Until my October Garden post not long ago, I hadn’t written on my blog for so long. It is not that I stopped writing, but that I stopped sharing. Sorting through my Dad’s belongings this past summer while I cleaned out his apartment, I was at times overwhelmed with memories, longings and regrets. I read over old letters and cards I wrote him as a child. He saved every one in a special folder, “Anna.” Every one since since before I could spell Daddy.

The pain of having lost so much time with him as a child after the divorce, and while living overseas in Holland as a teenager, resurfaced. I didn’t want to talk about it, because I didn’t want to hurt my Mum, but silence is suffocating, at least for me. I need to let things out to let them go.

I did pour that pain into poetry, and as my Dad’s one year of passing approaches on November 9th, I am going to share some with you again.

Since losing a baby 7 years ago in labour, and losing my Dad last year to cancer, I have written a lot of poetry about grief. I wonder if this bothers some people in our “get over it and on with it” society. Am I that weird lady who always writes about death?

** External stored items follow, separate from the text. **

//! Scripted inference backends for deterministic testing.
//!
//! ## Usage
//!
//! ```rust,ignore
//! use dropwatch_inference::mock::{MockGenerationBackend, MockReply};
//!
//! let backend = MockGenerationBackend::new()
//!     .with_reply(MockReply::RateLimited(None))
//!     .with_reply(MockReply::Text("{\"identified_projects\": []}".into()));
//! ```

use std::collections::hash_map::DefaultHasher;
use std::collections::{HashMap, VecDeque};
use std::hash::{Hash, Hasher};
use std::sync::{Arc, Mutex};
use std::time::Duration;

use async_trait::async_trait;

use dropwatch_core::{
    EmbeddingBackend, EmbeddingRequest, Error, Generation, GenerationBackend, GenerationRequest,
    Result, Vector,
};

/// One scripted generation outcome.
#[derive(Debug, Clone)]
pub enum MockReply {
    /// Content with the given text.
    Text(String),
    /// No content, with a block reason.
    Blocked(String),
    /// No content and no block reason.
    Empty,
    /// Quota error with an optional suggested delay.
    RateLimited(Option<Duration>),
    /// Non-retryable remote failure.
    Fail(String),
}

impl MockReply {
    fn to_result(&self) -> Result<Generation> {
        match self {
            MockReply::Text(text) => Ok(Generation::text(text.clone())),
            MockReply::Blocked(reason) => Ok(Generation::blocked(reason.clone())),
            MockReply::Empty => Ok(Generation::empty()),
            MockReply::RateLimited(wait) => Err(Error::RateLimited {
                message: "mock quota exhausted".to_string(),
                retry_after: *wait,
            }),
            MockReply::Fail(msg) => Err(Error::Inference(msg.clone())),
        }
    }
}

#[derive(Debug, Default)]
struct GenerationState {
    queue: VecDeque<MockReply>,
    fallback: Option<MockReply>,
    calls: Vec<GenerationRequest>,
}

/// Generation backend replaying a queue of scripted replies.
///
/// Once the queue drains, the `always` reply is used; without one, the
/// backend answers with an empty project list.
#[derive(Clone, Default)]
pub struct MockGenerationBackend {
    state: Arc<Mutex<GenerationState>>,
}

impl MockGenerationBackend {
    pub fn new() -> Self {
        Self::default()
    }

    /// Queue one reply.
    pub fn with_reply(self, reply: MockReply) -> Self {
        self.lock().queue.push_back(reply);
        self
    }

    /// Reply used whenever the queue is empty.
    pub fn always(self, reply: MockReply) -> Self {
        self.lock().fallback = Some(reply);
        self
    }

    pub fn call_count(&self) -> usize {
        self.lock().calls.len()
    }

    pub fn prompts(&self) -> Vec<String> {
        self.lock().calls.iter().map(|c| c.prompt.clone()).collect()
    }

    pub fn models(&self) -> Vec<String> {
        self.lock().calls.iter().map(|c| c.model.clone()).collect()
    }

    fn lock(&self) -> std::sync::MutexGuard<'_, GenerationState> {
        self.state.lock().unwrap_or_else(|e| e.into_inner())
    }
}

#[async_trait]
impl GenerationBackend for MockGenerationBackend {
    async fn generate(&self, request: &GenerationRequest) -> Result<Generation> {
        let reply = {
            let mut state = self.lock();
            state.calls.push(request.clone());
            state
                .queue
                .pop_front()
                .or_else(|| state.fallback.clone())
                .unwrap_or_else(|| MockReply::Text("{\"identified_projects\": []}".to_string()))
        };
        reply.to_result()
    }

    fn model_name(&self) -> &str {
        "mock-gen"
    }
}

#[derive(Debug, Default)]
struct EmbeddingState {
    calls: Vec<EmbeddingRequest>,
    rate_limited_remaining: usize,
}

/// Embedding backend producing deterministic pseudo-random unit vectors.
///
/// Identical texts map to identical vectors; distinct texts are nearly
/// orthogonal. Specific texts can be pinned to chosen vectors.
#[derive(Clone)]
pub struct MockEmbeddingBackend {
    dimension: usize,
    reported_dimension: Option<usize>,
    fail: bool,
    pinned: Arc<HashMap<String, Vec<f32>>>,
    state: Arc<Mutex<EmbeddingState>>,
}

impl Default for MockEmbeddingBackend {
    fn default() -> Self {
        Self {
            dimension: 64,
            reported_dimension: None,
            fail: false,
            pinned: Arc::new(HashMap::new()),
            state: Arc::new(Mutex::new(EmbeddingState::default())),
        }
    }
}

impl MockEmbeddingBackend {
    pub fn new() -> Self {
        Self::default()
    }

    pub fn with_dimension(mut self, dimension: usize) -> Self {
        self.dimension = dimension;
        self
    }

    /// Report a different dimension than the one produced.
    pub fn with_reported_dimension(mut self, dimension: usize) -> Self {
        self.reported_dimension = Some(dimension);
        self
    }

    /// Return `vector` whenever the input text equals `text`.
    pub fn with_vector(mut self, text: impl Into<String>, vector: Vec<f32>) -> Self {
        Arc::make_mut(&mut self.pinned).insert(text.into(), vector);
        self
    }

    /// Fail every call with a non-retryable error.
    pub fn failing(mut self) -> Self {
        self.fail = true;
        self
    }

    /// Answer the next `n` calls with a rate-limit error.
    pub fn rate_limited_times(self, n: usize) -> Self {
        self.lock().rate_limited_remaining = n;
        self
    }

    pub fn call_count(&self) -> usize {
        self.lock().calls.len()
    }

    pub fn texts(&self) -> Vec<String> {
        self.lock().calls.iter().map(|c| c.text.clone()).collect()
    }

    pub fn task_types(&self) -> Vec<String> {
        self.lock().calls.iter().map(|c| c.task_type.clone()).collect()
    }

    /// The vector this backend produces for `text`.
    pub fn vector_for(&self, text: &str) -> Vec<f32> {
        if let Some(v) = self.pinned.get(text) {
            return v.clone();
        }
        let mut hasher = DefaultHasher::new();
        text.hash(&mut hasher);
        let mut seed = hasher.finish() | 1;

        let mut values: Vec<f32> = (0..self.dimension)
            .map(|_| {
                // xorshift64
                seed ^= seed << 13;
                seed ^= seed >> 7;
                seed ^= seed << 17;
                ((seed >> 11) as f64 / (1u64 << 53) as f64 * 2.0 - 1.0) as f32
            })
            .collect();
        let norm = values.iter().map(|v| v * v).sum::<f32>().sqrt();
        if norm > 0.0 {
            values.iter_mut().for_each(|v| *v /= norm);
        }
        values
    }

    fn lock(&self) -> std::sync::MutexGuard<'_, EmbeddingState> {
        self.state.lock().unwrap_or_else(|e| e.into_inner())
    }
}

#[async_trait]
impl EmbeddingBackend for MockEmbeddingBackend {
    async fn embed(&self, request: &EmbeddingRequest) -> Result<Vector> {
        {
            let mut state = self.lock();
            state.calls.push(request.clone());
            if state.rate_limited_remaining > 0 {
                state.rate_limited_remaining -= 1;
                return Err(Error::RateLimited {
                    message: "mock quota exhausted".to_string(),
                    retry_after: Some(Duration::from_secs(1)),
                });
            }
        }
        if self.fail {
            return Err(Error::Embedding("mock embedding failure".to_string()));
        }
        Ok(Vector::from(self.vector_for(&request.text)))
    }

    fn dimension(&self) -> usize {
        self.reported_dimension.unwrap_or(self.dimension)
    }

    fn model_name(&self) -> &str {
        "mock-embed"
    }
}

#[cfg(test)]
mod tests {
    use super::*;

    fn cosine(a: &[f32], b: &[f32]) -> f32 {
        a.iter().zip(b).map(|(x, y)| x * y).sum()
    }

    #[test]
    fn test_vectors_are_unit_length() {
        let mock = MockEmbeddingBackend::new();
        let v = mock.vector_for("anything");
        let norm: f32 = v.iter().map(|x| x * x).sum::<f32>().sqrt();
        assert!((norm - 1.0).abs() < 1e-4);
    }

    #[test]
    fn test_distinct_texts_not_similar() {
        let mock = MockEmbeddingBackend::new();
        let a = mock.vector_for("Project: Alpha, Activity: Testnet");
        let b = mock.vector_for("Project: Beta, Activity: Vote");
        assert!(cosine(&a, &b) < 0.8);
    }

    #[test]
    fn test_pinned_vector_used() {
        let mock = MockEmbeddingBackend::new().with_vector("x", vec![1.0, 0.0]);
        assert_eq!(mock.vector_for("x"), vec![1.0, 0.0]);
    }

    #[tokio::test]
    async fn test_generation_queue_then_default() {
        let mock = MockGenerationBackend::new().with_reply(MockReply::Text("first".into()));
        let req = GenerationRequest {
            model: "m".into(),
            prompt: "p".into(),
        };
        assert_eq!(mock.generate(&req).await.unwrap().text, "first");
        let second = mock.generate(&req).await.unwrap();
        assert!(second.text.contains("identified_projects"));
        assert_eq!(mock.call_count(), 2);
    }
}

At the core of it though, I realize I am ultimately writing about love—because love is what connects us beyond death. Grieving is not being stuck in the past, but honouring the fact that parts of your heart have gone ahead to the future, leaving holes until you are reunited.

All we can hope is that the holes will make our hearts bigger, and let the light shine through from those we love, who are already bathed in heavenly peace. If this is all too cheesy and cliché, that’s just too bad. I am tired of not sharing. So with no more fuss, here is one of my poems from this summer:

Laundry Landay

1 July, 2021

I am sitting in the living room
folding laundry when I find a sudden sign of you

I inhale your familiar scent
lingering beyond the grave in your soft pillow case

I crumple and hide my face in it
faded and butter-soft from oh so many washing’s

I think of your quiet gentleness
your simplicity, poverty, and deep love of peace

I remember your arms around me
my eyes closed, my face resting against your shirt buttons

I breathe in deeply and the pain swells
my heart bursting with the bittersweet scent of you, Dad

74 Days into Grieving My Dad

Dear Dad,

I miss you so much in ordinary little things…I’ll be deciding what to make for dinner, and thinking I’ll make something you like, and then suddenly remember that you can’t just drop in for dinner anymore. I will see someone in the corner of my eye wearing a reflective vest, and think for a second that it’s you, riding on your scooter. If a car goes by that looks like yours, my heart skips a beat, wondering if perhaps it’s you coming to visit. I still think, “Oh, maybe Dad can drive me to this appointment,” and then have to remember you can’t.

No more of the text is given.